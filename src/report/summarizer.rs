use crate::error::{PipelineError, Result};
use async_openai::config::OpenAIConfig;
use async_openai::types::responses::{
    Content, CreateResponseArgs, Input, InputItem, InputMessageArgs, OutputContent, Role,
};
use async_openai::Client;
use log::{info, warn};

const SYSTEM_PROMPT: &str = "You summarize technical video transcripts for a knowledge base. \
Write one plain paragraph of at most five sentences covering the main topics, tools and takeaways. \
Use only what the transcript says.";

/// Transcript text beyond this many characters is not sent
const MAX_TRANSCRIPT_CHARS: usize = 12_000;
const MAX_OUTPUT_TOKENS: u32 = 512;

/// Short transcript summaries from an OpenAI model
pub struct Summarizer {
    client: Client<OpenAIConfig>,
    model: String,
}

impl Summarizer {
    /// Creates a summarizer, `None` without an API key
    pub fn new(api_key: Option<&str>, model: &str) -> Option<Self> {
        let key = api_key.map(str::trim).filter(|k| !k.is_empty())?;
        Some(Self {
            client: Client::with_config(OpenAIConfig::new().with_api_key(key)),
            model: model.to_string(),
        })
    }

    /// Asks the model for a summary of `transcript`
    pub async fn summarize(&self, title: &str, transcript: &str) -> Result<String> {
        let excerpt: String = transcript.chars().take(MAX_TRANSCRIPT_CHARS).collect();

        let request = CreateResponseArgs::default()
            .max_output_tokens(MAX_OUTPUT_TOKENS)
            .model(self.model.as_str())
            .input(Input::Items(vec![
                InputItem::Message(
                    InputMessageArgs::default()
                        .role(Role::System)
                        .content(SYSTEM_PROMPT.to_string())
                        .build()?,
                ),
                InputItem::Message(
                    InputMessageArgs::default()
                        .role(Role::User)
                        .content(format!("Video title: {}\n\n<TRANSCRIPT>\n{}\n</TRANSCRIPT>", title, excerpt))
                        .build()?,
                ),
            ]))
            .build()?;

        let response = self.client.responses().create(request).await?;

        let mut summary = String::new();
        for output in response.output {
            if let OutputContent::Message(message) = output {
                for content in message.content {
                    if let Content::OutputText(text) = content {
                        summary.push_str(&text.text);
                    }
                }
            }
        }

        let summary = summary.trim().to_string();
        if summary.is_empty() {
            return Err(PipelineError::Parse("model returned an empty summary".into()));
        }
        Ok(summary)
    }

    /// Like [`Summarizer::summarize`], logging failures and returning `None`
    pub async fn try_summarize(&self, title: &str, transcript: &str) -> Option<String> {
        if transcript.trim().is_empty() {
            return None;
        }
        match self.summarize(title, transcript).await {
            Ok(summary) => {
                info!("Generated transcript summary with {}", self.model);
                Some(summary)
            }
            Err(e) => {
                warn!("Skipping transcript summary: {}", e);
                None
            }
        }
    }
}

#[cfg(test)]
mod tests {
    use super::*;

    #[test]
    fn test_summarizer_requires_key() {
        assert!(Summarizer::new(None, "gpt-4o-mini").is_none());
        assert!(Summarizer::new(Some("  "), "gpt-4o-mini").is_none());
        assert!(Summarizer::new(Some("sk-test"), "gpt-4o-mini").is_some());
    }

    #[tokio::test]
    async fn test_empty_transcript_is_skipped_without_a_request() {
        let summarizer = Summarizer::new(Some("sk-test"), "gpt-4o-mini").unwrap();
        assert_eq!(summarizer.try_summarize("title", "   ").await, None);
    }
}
■ ■ ■ ■
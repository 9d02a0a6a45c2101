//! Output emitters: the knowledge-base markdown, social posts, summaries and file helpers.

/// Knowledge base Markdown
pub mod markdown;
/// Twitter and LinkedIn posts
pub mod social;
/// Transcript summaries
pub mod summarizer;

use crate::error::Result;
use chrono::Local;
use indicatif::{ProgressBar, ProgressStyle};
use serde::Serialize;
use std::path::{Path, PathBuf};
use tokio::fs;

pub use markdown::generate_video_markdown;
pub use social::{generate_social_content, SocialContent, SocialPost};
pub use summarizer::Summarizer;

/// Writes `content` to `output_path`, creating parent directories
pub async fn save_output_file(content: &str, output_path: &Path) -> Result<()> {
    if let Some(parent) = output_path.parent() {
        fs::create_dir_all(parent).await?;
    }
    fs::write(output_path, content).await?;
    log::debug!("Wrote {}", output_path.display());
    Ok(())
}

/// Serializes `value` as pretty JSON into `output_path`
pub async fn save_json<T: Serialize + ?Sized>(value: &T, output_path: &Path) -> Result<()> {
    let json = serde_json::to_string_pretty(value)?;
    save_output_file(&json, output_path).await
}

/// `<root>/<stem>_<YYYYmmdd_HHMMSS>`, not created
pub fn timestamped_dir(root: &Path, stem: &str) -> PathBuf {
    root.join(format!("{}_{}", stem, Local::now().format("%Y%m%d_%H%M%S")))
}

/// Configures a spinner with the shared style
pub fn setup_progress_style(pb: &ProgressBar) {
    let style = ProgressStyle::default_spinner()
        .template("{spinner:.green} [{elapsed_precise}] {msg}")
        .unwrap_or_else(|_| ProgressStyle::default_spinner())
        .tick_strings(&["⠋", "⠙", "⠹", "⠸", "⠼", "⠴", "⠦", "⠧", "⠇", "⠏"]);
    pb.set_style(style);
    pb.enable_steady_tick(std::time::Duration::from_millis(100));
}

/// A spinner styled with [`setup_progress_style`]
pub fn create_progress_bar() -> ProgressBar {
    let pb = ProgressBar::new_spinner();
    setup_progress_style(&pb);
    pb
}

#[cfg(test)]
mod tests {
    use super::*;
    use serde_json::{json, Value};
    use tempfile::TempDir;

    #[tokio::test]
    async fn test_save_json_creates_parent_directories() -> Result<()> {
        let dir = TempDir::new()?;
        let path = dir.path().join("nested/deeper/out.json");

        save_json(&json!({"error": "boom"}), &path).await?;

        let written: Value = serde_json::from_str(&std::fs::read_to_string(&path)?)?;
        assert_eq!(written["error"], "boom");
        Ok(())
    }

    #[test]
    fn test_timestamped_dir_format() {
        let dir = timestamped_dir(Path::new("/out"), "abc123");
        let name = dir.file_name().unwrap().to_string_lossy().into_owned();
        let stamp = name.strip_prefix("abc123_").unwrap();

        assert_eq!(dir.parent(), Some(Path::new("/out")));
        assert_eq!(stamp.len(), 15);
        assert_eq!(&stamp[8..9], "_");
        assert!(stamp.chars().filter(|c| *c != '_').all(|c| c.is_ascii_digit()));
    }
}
■ ■ ■ ■
> **PROBLEM STATEMENT**
Every line above from the line with "filename src/report/summarizer.rs" to the line with "Write one plain" is wanted, ends included; write them out exactly and add no other line.

> **RESPONSE**
filename src/report/summarizer.rs
use crate::error::{PipelineError, Result};
use async_openai::config::OpenAIConfig;
use async_openai::types::responses::{
    Content, CreateResponseArgs, Input, InputItem, InputMessageArgs, OutputContent, Role,
};
use async_openai::Client;
use log::{info, warn};

const SYSTEM_PROMPT: &str = "You summarize technical video transcripts for a knowledge base. \
Write one plain paragraph of at most five sentences covering the main topics, tools and takeaways. \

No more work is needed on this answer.